BEGIN DATA FOR THE TASK

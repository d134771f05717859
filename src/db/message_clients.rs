//! Notification client configuration

use anyhow::Result;
use serde::{Deserialize, Serialize};
use sqlx::SqlitePool;

use super::sqlite_helpers::{bool_to_int, int, int_to_bool, json_to_vec, text, vec_to_json};

#[derive(Debug, Clone, Serialize, Deserialize)]
pub struct MessageClientRecord {
    pub id: i64,
    pub name: String,
    pub kind: String,
    /// Channel-specific settings as a JSON object
    pub config: serde_json::Value,
    pub switchs: Vec<String>,
    pub interactive: bool,
    pub enabled: bool,
    pub note: String,
}

impl sqlx::FromRow<'_, sqlx::sqlite::SqliteRow> for MessageClientRecord {
    fn from_row(row: &sqlx::sqlite::SqliteRow) -> sqlx::Result<Self> {
        use sqlx::Row;

        let config = text(row, "CONFIG")?;
        Ok(Self {
            id: row.try_get("ID")?,
            name: text(row, "NAME")?,
            kind: text(row, "TYPE")?,
            config: serde_json::from_str(&config).unwrap_or(serde_json::Value::Null),
            switchs: json_to_vec(&text(row, "SWITCHS")?),
            interactive: int_to_bool(int(row, "INTERACTIVE")? as i32),
            enabled: int_to_bool(int(row, "ENABLED")? as i32),
            note: text(row, "NOTE")?,
        })
    }
}

#[derive(Debug, Clone)]
pub struct CreateMessageClient {
    pub name: String,
    pub kind: String,
    pub config: serde_json::Value,
    pub switchs: Vec<String>,
    pub interactive: bool,
    pub enabled: bool,
    pub note: Option<String>,
}

const SELECT_COLUMNS: &str =
    "SELECT ID, NAME, TYPE, CONFIG, SWITCHS, INTERACTIVE, ENABLED, NOTE FROM MESSAGE_CLIENT";

pub struct MessageClientRepository {
    pool: SqlitePool,
}

impl MessageClientRepository {
    pub fn new(pool: SqlitePool) -> Self {
        Self { pool }
    }

    pub async fn list(&self) -> Result<Vec<MessageClientRecord>> {
        let rows = sqlx::query_as::<_, MessageClientRecord>(&format!("{} ORDER BY TYPE", SELECT_COLUMNS))
            .fetch_all(&self.pool)
            .await?;
        Ok(rows)
    }

    pub async fn get(&self, id: i64) -> Result<Option<MessageClientRecord>> {
        let row = sqlx::query_as::<_, MessageClientRecord>(&format!("{} WHERE ID = ?", SELECT_COLUMNS))
            .bind(id)
            .fetch_optional(&self.pool)
            .await?;
        Ok(row)
    }

    pub async fn insert(&self, client: CreateMessageClient) -> Result<i64> {
        let result = sqlx::query(
            r#"
            INSERT INTO MESSAGE_CLIENT (NAME, TYPE, CONFIG, SWITCHS, INTERACTIVE, ENABLED, NOTE)
            VALUES (?, ?, ?, ?, ?, ?, ?)
            "#,
        )
        .bind(&client.name)
        .bind(&client.kind)
        .bind(client.config.to_string())
        .bind(vec_to_json(&client.switchs))
        .bind(bool_to_int(client.interactive))
        .bind(bool_to_int(client.enabled))
        .bind(&client.note)
        .execute(&self.pool)
        .await?;
        Ok(result.last_insert_rowid())
    }

    pub async fn delete(&self, id: i64) -> Result<bool> {
        let result = sqlx::query("DELETE FROM MESSAGE_CLIENT WHERE ID = ?")
            .bind(id)
            .execute(&self.pool)
            .await?;
        Ok(result.rows_affected() > 0)
    }

    pub async fn set_interactive(&self, id: i64, interactive: bool) -> Result<()> {
        sqlx::query("UPDATE MESSAGE_CLIENT SET INTERACTIVE = ? WHERE ID = ?")
            .bind(bool_to_int(interactive))
            .bind(id)
            .execute(&self.pool)
            .await?;
        Ok(())
    }

    pub async fn set_enabled(&self, id: i64, enabled: bool) -> Result<()> {
        sqlx::query("UPDATE MESSAGE_CLIENT SET ENABLED = ? WHERE ID = ?")
            .bind(bool_to_int(enabled))
            .bind(id)
            .execute(&self.pool)
            .await?;
        Ok(())
    }

    /// Clear the interactive flag on every client of a channel type
    pub async fn clear_interactive(&self, kind: &str) -> Result<()> {
        sqlx::query("UPDATE MESSAGE_CLIENT SET INTERACTIVE = 0 WHERE TYPE = ?")
            .bind(kind)
            .execute(&self.pool)
            .await?;
        Ok(())
    }
}

#[cfg(test)]
mod tests {
    use super::*;
    use crate::db::Database;
    use serde_json::json;

    fn client(name: &str, kind: &str) -> CreateMessageClient {
        CreateMessageClient {
            name: name.to_string(),
            kind: kind.to_string(),
            config: json!({"token": "abc"}),
            switchs: vec!["transfer_finished".to_string()],
            interactive: true,
            enabled: true,
            note: None,
        }
    }

    #[tokio::test]
    async fn test_clear_interactive_only_touches_type() {
        let db = Database::connect_in_memory().await.unwrap();
        let repo = db.message_clients();
        let tg = repo.insert(client("tg", "telegram")).await.unwrap();
        let wx = repo.insert(client("wx", "wechat")).await.unwrap();

        repo.clear_interactive("telegram").await.unwrap();
        assert!(!repo.get(tg).await.unwrap().unwrap().interactive);
        let wechat = repo.get(wx).await.unwrap().unwrap();
        assert!(wechat.interactive);
        assert_eq!(wechat.config["token"], "abc");
        assert_eq!(wechat.switchs, vec!["transfer_finished"]);

        let kinds: Vec<String> = repo.list().await.unwrap().into_iter().map(|c| c.kind).collect();
        assert_eq!(kinds, vec!["telegram", "wechat"]);
    }
}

END DATA FOR THE TASK

▸ **INSTRUCTIONS FOR THE TASK**:
Restate verbatim the first line above and all lines after it through the line containing "use sqlx::Row;"; omit the rest.

▸ **EXERCISE RESPONSE**:
repository d134771f05717859
filename src/db/message_clients.rs
//! Notification client configuration

use anyhow::Result;
use serde::{Deserialize, Serialize};
use sqlx::SqlitePool;

use super::sqlite_helpers::{bool_to_int, int, int_to_bool, json_to_vec, text, vec_to_json};

#[derive(Debug, Clone, Serialize, Deserialize)]
pub struct MessageClientRecord {
    pub id: i64,
    pub name: String,
    pub kind: String,
    /// Channel-specific settings as a JSON object
    pub config: serde_json::Value,
    pub switchs: Vec<String>,
    pub interactive: bool,
    pub enabled: bool,
    pub note: String,
}

impl sqlx::FromRow<'_, sqlx::sqlite::SqliteRow> for MessageClientRecord {
    fn from_row(row: &sqlx::sqlite::SqliteRow) -> sqlx::Result<Self> {
        use sqlx::Row;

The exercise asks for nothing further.